ABOUT THIS TASK =>
Copy each entry below exactly as it appears.

[Records contained in a dataset]
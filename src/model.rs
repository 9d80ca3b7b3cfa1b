use chrono::{DateTime, Utc};
use serde::Serialize;

/// Placeholder country for records with no geolocation data.
pub const UNKNOWN_COUNTRY: &str = "Unknown";

/// Placeholder provider for records with no attribution data.
pub const UNKNOWN_PROVIDER: &str = "Unknown ISP";

/// Synthetic country assigned to resolvers on the local network.
/// Such records never count as leak evidence.
pub const LOCAL_NETWORK: &str = "Local Network";

/// Address family of a probe or a detected resolver
#[derive(Debug, Clone, Copy, PartialEq, Eq, Serialize)]
#[serde(rename_all = "lowercase")]
pub enum AddressFamily {
	V4,
	V6,
}

impl AddressFamily {
	/// Short lowercase label used in derived hostnames
	pub fn label(&self) -> &'static str {
		match self {
			AddressFamily::V4 => "ipv4",
			AddressFamily::V6 => "ipv6",
		}
	}

	/// Transport protocol name reported for resolvers of this family
	pub fn protocol(&self) -> &'static str {
		match self {
			AddressFamily::V4 => "UDP",
			AddressFamily::V6 => "UDP6",
		}
	}
}

impl std::fmt::Display for AddressFamily {
	fn fmt(&self, f: &mut std::fmt::Formatter<'_>) -> std::fmt::Result {
		match self {
			AddressFamily::V4 => write!(f, "IPv4"),
			AddressFamily::V6 => write!(f, "IPv6"),
		}
	}
}

/// Role of a detected DNS server
#[derive(Debug, Clone, Copy, PartialEq, Eq, Serialize)]
#[serde(rename_all = "lowercase")]
pub enum Role {
	Resolver,
	Authoritative,
}

/// Heuristic reliability of a detected record.
///
/// The parser assigns Low (no timing evidence), the orchestrator upgrades
/// to Medium once measured latency is attached, and to High when the same
/// address is observed by more than one probe.
#[derive(Debug, Clone, Copy, PartialEq, Eq, PartialOrd, Ord, Serialize)]
#[serde(rename_all = "lowercase")]
pub enum Confidence {
	Low,
	Medium,
	High,
}

impl std::fmt::Display for Confidence {
	fn fmt(&self, f: &mut std::fmt::Formatter<'_>) -> std::fmt::Result {
		match self {
			Confidence::Low => write!(f, "low"),
			Confidence::Medium => write!(f, "medium"),
			Confidence::High => write!(f, "high"),
		}
	}
}

/// Lifecycle state of a leak test run
#[derive(Debug, Clone, Copy, PartialEq, Eq, Serialize)]
#[serde(rename_all = "lowercase")]
pub enum TestStatus {
	Running,
	Completed,
	Error,
}

/// One detected DNS resolver
#[derive(Debug, Clone, Serialize)]
#[serde(rename_all = "camelCase")]
pub struct DnsServerRecord {
	/// IP address (v4 or v6) of the responding resolver
	pub address: String,
	/// Synthetic hostname derived from probe index and address
	pub hostname: Option<String>,
	pub country: String,
	pub location: String,
	pub provider_name: String,
	pub organization: String,
	pub address_family: AddressFamily,
	pub role: Role,
	pub transport_protocol: String,
	pub port: u16,
	/// Round-trip latency of the probe that discovered this record
	pub response_time_ms: Option<u64>,
	pub confidence: Confidence,
	pub autonomous_system_id: Option<String>,
	pub organization_detail: Option<String>,
}

impl DnsServerRecord {
	/// Build a record with placeholder attribution for the given address.
	pub fn new(address: impl Into<String>, family: AddressFamily) -> Self {
		DnsServerRecord {
			address: address.into(),
			hostname: None,
			country: UNKNOWN_COUNTRY.to_string(),
			location: UNKNOWN_COUNTRY.to_string(),
			provider_name: UNKNOWN_PROVIDER.to_string(),
			organization: UNKNOWN_COUNTRY.to_string(),
			address_family: family,
			role: Role::Resolver,
			transport_protocol: family.protocol().to_string(),
			port: 53,
			response_time_ms: None,
			confidence: Confidence::Low,
			autonomous_system_id: None,
			organization_detail: None,
		}
	}
}

/// One scheduled probe. Immutable once scheduled, consumed exactly once.
#[derive(Debug, Clone, Copy)]
pub struct ProbeTask {
	pub sequence_number: u32,
	pub family: AddressFamily,
}

/// Best-known location and attribution for the subject IP
#[derive(Debug, Clone, Serialize)]
#[serde(rename_all = "camelCase")]
pub struct UserLocation {
	pub country: String,
	pub region: String,
	pub city: String,
	pub provider_name: String,
	pub autonomous_system_id: String,
}

/// Summary statistics for one full run
#[derive(Debug, Clone, Serialize)]
#[serde(rename_all = "camelCase")]
pub struct TestSummary {
	pub total_servers: usize,
	pub unique_countries: usize,
	pub unique_providers: usize,
	pub average_response_time_ms: u64,
	pub duration_ms: u64,
	pub completed_at: DateTime<Utc>,
}

/// Detected servers partitioned by provider category.
///
/// A record may appear in more than one bucket; every bucket is derived
/// purely from already-computed record fields.
#[derive(Debug, Clone, Default, Serialize)]
#[serde(rename_all = "camelCase")]
pub struct GroupedServers {
	pub google: Vec<DnsServerRecord>,
	pub cloudflare: Vec<DnsServerRecord>,
	pub quad9: Vec<DnsServerRecord>,
	pub opendns: Vec<DnsServerRecord>,
	/// Union of the recognized public operators above
	pub public: Vec<DnsServerRecord>,
	/// Loopback/private-network resolvers
	pub local: Vec<DnsServerRecord>,
	/// Resolvers operated by the subject's own ISP
	pub isp_owned: Vec<DnsServerRecord>,
	/// Resolvers whose country differs from the expected country
	pub international: Vec<DnsServerRecord>,
}

/// The aggregate produced by one full leak test run
#[derive(Debug, Clone, Serialize)]
#[serde(rename_all = "camelCase")]
pub struct LeakTestResult {
	/// Detection order, deduplicated by address
	pub servers: Vec<DnsServerRecord>,
	pub leak_detected: bool,
	pub user_location: Option<UserLocation>,
	pub status: TestStatus,
	pub message: Option<String>,
	pub summary: TestSummary,
	pub grouped_by_category: GroupedServers,
}

#[cfg(test)]
mod tests {
	use super::*;

	#[test]
	fn test_new_record_defaults() {
		let rec = DnsServerRecord::new("8.8.8.8", AddressFamily::V4);
		assert_eq!(rec.country, UNKNOWN_COUNTRY);
		assert_eq!(rec.provider_name, UNKNOWN_PROVIDER);
		assert_eq!(rec.port, 53);
		assert_eq!(rec.transport_protocol, "UDP");
		assert_eq!(rec.confidence, Confidence::Low);
		assert!(rec.response_time_ms.is_none());
	}

	#[test]
	fn test_family_labels() {
		assert_eq!(AddressFamily::V4.label(), "ipv4");
		assert_eq!(AddressFamily::V6.label(), "ipv6");
		assert_eq!(AddressFamily::V4.protocol(), "UDP");
		assert_eq!(AddressFamily::V6.protocol(), "UDP6");
	}

	#[test]
	fn test_confidence_ordering() {
		assert!(Confidence::Low < Confidence::Medium);
		assert!(Confidence::Medium < Confidence::High);
	}

	#[test]
	fn test_record_serializes_camel_case() {
		let rec = DnsServerRecord::new("1.1.1.1", AddressFamily::V4);
		let json = serde_json::to_value(&rec).unwrap();
		assert!(json.get("providerName").is_some());
		assert!(json.get("addressFamily").is_some());
		assert!(json.get("responseTimeMs").is_some());
	}
}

ANSWER SECTION =>
filename src/model.rs
repository 9d80ca3b7b3cfa1b
use chrono::{DateTime, Utc};
use serde::Serialize;

/// Placeholder country for records with no geolocation data.
pub const UNKNOWN_COUNTRY: &str = "Unknown";

/// Placeholder provider for records with no attribution data.
pub const UNKNOWN_PROVIDER: &str = "Unknown ISP";

/// Synthetic country assigned to resolvers on the local network.
/// Such records never count as leak evidence.
pub const LOCAL_NETWORK: &str = "Local Network";

/// Address family of a probe or a detected resolver
#[derive(Debug, Clone, Copy, PartialEq, Eq, Serialize)]
#[serde(rename_all = "lowercase")]
pub enum AddressFamily {
	V4,
	V6,
}

impl AddressFamily {
	/// Short lowercase label used in derived hostnames
	pub fn label(&self) -> &'static str {
		match self {
			AddressFamily::V4 => "ipv4",
			AddressFamily::V6 => "ipv6",
		}
	}

	/// Transport protocol name reported for resolvers of this family
	pub fn protocol(&self) -> &'static str {
		match self {
			AddressFamily::V4 => "UDP",
			AddressFamily::V6 => "UDP6",
		}
	}
}

impl std::fmt::Display for AddressFamily {
	fn fmt(&self, f: &mut std::fmt::Formatter<'_>) -> std::fmt::Result {
		match self {
			AddressFamily::V4 => write!(f, "IPv4"),
			AddressFamily::V6 => write!(f, "IPv6"),
		}
	}
}

/// Role of a detected DNS server
#[derive(Debug, Clone, Copy, PartialEq, Eq, Serialize)]
#[serde(rename_all = "lowercase")]
pub enum Role {
	Resolver,
	Authoritative,
}

/// Heuristic reliability of a detected record.
///
/// The parser assigns Low (no timing evidence), the orchestrator upgrades
/// to Medium once measured latency is attached, and to High when the same
/// address is observed by more than one probe.
#[derive(Debug, Clone, Copy, PartialEq, Eq, PartialOrd, Ord, Serialize)]
#[serde(rename_all = "lowercase")]
pub enum Confidence {
	Low,
	Medium,
	High,
}

impl std::fmt::Display for Confidence {
	fn fmt(&self, f: &mut std::fmt::Formatter<'_>) -> std::fmt::Result {
		match self {
			Confidence::Low => write!(f, "low"),
			Confidence::Medium => write!(f, "medium"),
			Confidence::High => write!(f, "high"),
		}
	}
}

/// Lifecycle state of a leak test run
#[derive(Debug, Clone, Copy, PartialEq, Eq, Serialize)]
#[serde(rename_all = "lowercase")]
pub enum TestStatus {
	Running,
	Completed,
	Error,
}

/// One detected DNS resolver
#[derive(Debug, Clone, Serialize)]
#[serde(rename_all = "camelCase")]
pub struct DnsServerRecord {
	/// IP address (v4 or v6) of the responding resolver
	pub address: String,
	/// Synthetic hostname derived from probe index and address
	pub hostname: Option<String>,
	pub country: String,
	pub location: String,
	pub provider_name: String,
	pub organization: String,
	pub address_family: AddressFamily,
	pub role: Role,
	pub transport_protocol: String,
	pub port: u16,
	/// Round-trip latency of the probe that discovered this record
	pub response_time_ms: Option<u64>,
	pub confidence: Confidence,
	pub autonomous_system_id: Option<String>,
	pub organization_detail: Option<String>,
}

impl DnsServerRecord {
	/// Build a record with placeholder attribution for the given address.
	pub fn new(address: impl Into<String>, family: AddressFamily) -> Self {
		DnsServerRecord {
			address: address.into(),
			hostname: None,
			country: UNKNOWN_COUNTRY.to_string(),
			location: UNKNOWN_COUNTRY.to_string(),
			provider_name: UNKNOWN_PROVIDER.to_string(),
			organization: UNKNOWN_COUNTRY.to_string(),
			address_family: family,
			role: Role::Resolver,
			transport_protocol: family.protocol().to_string(),
			port: 53,
			response_time_ms: None,
			confidence: Confidence::Low,
			autonomous_system_id: None,
			organization_detail: None,
		}
	}
}

/// One scheduled probe. Immutable once scheduled, consumed exactly once.
#[derive(Debug, Clone, Copy)]
pub struct ProbeTask {
	pub sequence_number: u32,
	pub family: AddressFamily,
}

/// Best-known location and attribution for the subject IP
#[derive(Debug, Clone, Serialize)]
#[serde(rename_all = "camelCase")]
pub struct UserLocation {
	pub country: String,
	pub region: String,
	pub city: String,
	pub provider_name: String,
	pub autonomous_system_id: String,
}

/// Summary statistics for one full run
#[derive(Debug, Clone, Serialize)]
#[serde(rename_all = "camelCase")]
pub struct TestSummary {
	pub total_servers: usize,
	pub unique_countries: usize,
	pub unique_providers: usize,
	pub average_response_time_ms: u64,
	pub duration_ms: u64,
	pub completed_at: DateTime<Utc>,
}

/// Detected servers partitioned by provider category.
///
/// A record may appear in more than one bucket; every bucket is derived
/// purely from already-computed record fields.
#[derive(Debug, Clone, Default, Serialize)]
#[serde(rename_all = "camelCase")]
pub struct GroupedServers {
	pub google: Vec<DnsServerRecord>,
	pub cloudflare: Vec<DnsServerRecord>,
	pub quad9: Vec<DnsServerRecord>,
	pub opendns: Vec<DnsServerRecord>,
	/// Union of the recognized public operators above
	pub public: Vec<DnsServerRecord>,
	/// Loopback/private-network resolvers
	pub local: Vec<DnsServerRecord>,
	/// Resolvers operated by the subject's own ISP
	pub isp_owned: Vec<DnsServerRecord>,
	/// Resolvers whose country differs from the expected country
	pub international: Vec<DnsServerRecord>,
}

/// The aggregate produced by one full leak test run
#[derive(Debug, Clone, Serialize)]
#[serde(rename_all = "camelCase")]
pub struct LeakTestResult {
	/// Detection order, deduplicated by address
	pub servers: Vec<DnsServerRecord>,
	pub leak_detected: bool,
	pub user_location: Option<UserLocation>,
	pub status: TestStatus,
	pub message: Option<String>,
	pub summary: TestSummary,
	pub grouped_by_category: GroupedServers,
}

#[cfg(test)]
mod tests {
	use super::*;

	#[test]
	fn test_new_record_defaults() {
		let rec = DnsServerRecord::new("8.8.8.8", AddressFamily::V4);
		assert_eq!(rec.country, UNKNOWN_COUNTRY);
		assert_eq!(rec.provider_name, UNKNOWN_PROVIDER);
		assert_eq!(rec.port, 53);
		assert_eq!(rec.transport_protocol, "UDP");
		assert_eq!(rec.confidence, Confidence::Low);
		assert!(rec.response_time_ms.is_none());
	}

	#[test]
	fn test_family_labels() {
		assert_eq!(AddressFamily::V4.label(), "ipv4");
		assert_eq!(AddressFamily::V6.label(), "ipv6");
		assert_eq!(AddressFamily::V4.protocol(), "UDP");
		assert_eq!(AddressFamily::V6.protocol(), "UDP6");
	}

	#[test]
	fn test_confidence_ordering() {
		assert!(Confidence::Low < Confidence::Medium);
		assert!(Confidence::Medium < Confidence::High);
	}

	#[test]
	fn test_record_serializes_camel_case() {
		let rec = DnsServerRecord::new("1.1.1.1", AddressFamily::V4);
		let json = serde_json::to_value(&rec).unwrap();
		assert!(json.get("providerName").is_some());
		assert!(json.get("addressFamily").is_some());
		assert!(json.get("responseTimeMs").is_some());
	}
}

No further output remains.